A recently published scientific study has concluded that the average married man spends four years and nine months hiding from their wives in bathrooms.
The study involved over five years of research by Professor Charles G. Goodbody and was published last week by the Psychology Digest of Ireland. Professor Goodbody’s research concludes definitively what most men had known for years.

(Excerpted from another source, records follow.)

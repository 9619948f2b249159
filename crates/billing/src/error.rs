//! Billing error taxonomy.

use thiserror::Error;

pub type BillingResult<T> = Result<T, BillingError>;

#[derive(Debug, Error)]
pub enum BillingError {
    #[error("Database error: {0}")]
    Database(String),

    #[error("Stripe error: {0}")]
    Stripe(String),

    #[error("Registrar error: {0}")]
    Registrar(String),

    #[error("Webhook signature verification failed")]
    WebhookSignatureInvalid,

    #[error("Invalid request: {0}")]
    Validation(String),

    #[error("Not found: {0}")]
    NotFound(String),

    #[error("Mailbox address already exists: {0}")]
    MailboxExists(String),

    #[error("No active subscription for mailbox type {0}")]
    NoActiveSubscription(String),

    #[error("All subscriptions are at capacity")]
    NoCapacity,

    #[error("Insufficient wallet balance: required {required_cents} cents, available {available_cents} cents")]
    InsufficientBalance {
        required_cents: i64,
        available_cents: i64,
    },

    #[error("Concurrent modification detected, please retry")]
    ConcurrentModification,

    #[error("Internal error: {0}")]
    Internal(String),
}

impl From<sqlx::Error> for BillingError {
    fn from(e: sqlx::Error) -> Self {
        Self::Database(e.to_string())
    }
}

impl From<stripe::StripeError> for BillingError {
    fn from(e: stripe::StripeError) -> Self {
        Self::Stripe(e.to_string())
    }
}

impl From<stripe::ParseIdError> for BillingError {
    fn from(e: stripe::ParseIdError) -> Self {
        Self::Validation(format!("invalid Stripe identifier: {e}"))
    }
}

Goodbody’s clinical trials
“It’s the only place where I can find a bit of peace,” was the comment made by one of Goodbody’s clinical subjects who agreed to partake in the study. “It began not long after we got married,” he stated.
“The first few years were grand,” Gerard from Cork said in his case notes. “But then the shagging nagging started. Jaysus, I couldn’t get a bit of head-space. I had nowhere that I could totally call my own.
“I mean ’twas grand when I lived at home with the mammy — at least we didn’t share the same bedroom and she copped on after I reached puberty that me bedroom was a ‘no-go’ area.
“But the wife is a different kettle of fecking fish so she is,” Gerard told researchers. “Jaysus, as we share the same bedroom I’ve nowhere just to get away from her — the bathroom is the only sanctum I have left,” Gerard told researchers.
The tale of Billy
Billy is another subject who partook in Professor Goodbody’s clinical trials. His story is similar to Gerard’s, which also traces its roots back to puberty and youthful adolescence.
“You see,” Billy’s notes read, “when we were young fellas at school — it was a mixed school — the toilets were the only place me and the lads could go without fear of the girls overhearing us or asking what we were doing.
“The Jacks was the only place we the lads could tell dirty-jokes or look at pictures of them page-three women. That sort of stuff is important when you’re fifteen. I suppose the Jacks became a sort of a safe place, where boys could be boys and get away from the young-wans.”
Study reveals a trend in the actions of men
Professor Goodbody’s study shows up some interesting statistics relating to men hiding out from their wives in bathrooms. It concludes that most men – during the early stages of marriage – disappear when the mother-in-law decides to visit.
Additionally, as the couple start a family of their own, the husband will often take to the bathroom at baby feeding and changing times to avoid the gruelling endeavour.
As the couple mature the husband often finds that the bathroom can be used to avoid household chores, cutting the grass being the most common cause followed closely by painting the front room.
Weekends the most popular time for hibernation
Weekends appear to be the most popular period for men to hibernate in bathrooms. Professor Goodbody put this down to men having to spend on average forty-eight hours in the company of there spouses.
“For most men this ‘together time’ that women crave is excessive and many men find solace in the bathroom where they can find a modicum of peace and solitude,” the Professor concluded.
As a response to Professor Goodbody’s findings, an Irish Government spokesperson said that the government is considering making grants available for retrofitting and renovating the bathrooms of men in need.
The grants will partially cover the installation of adequate soundproofing, sound systems, WiFi, carpets and double-locked doors. In exceptional cases, the provision of a drinks cabinet may be allowable.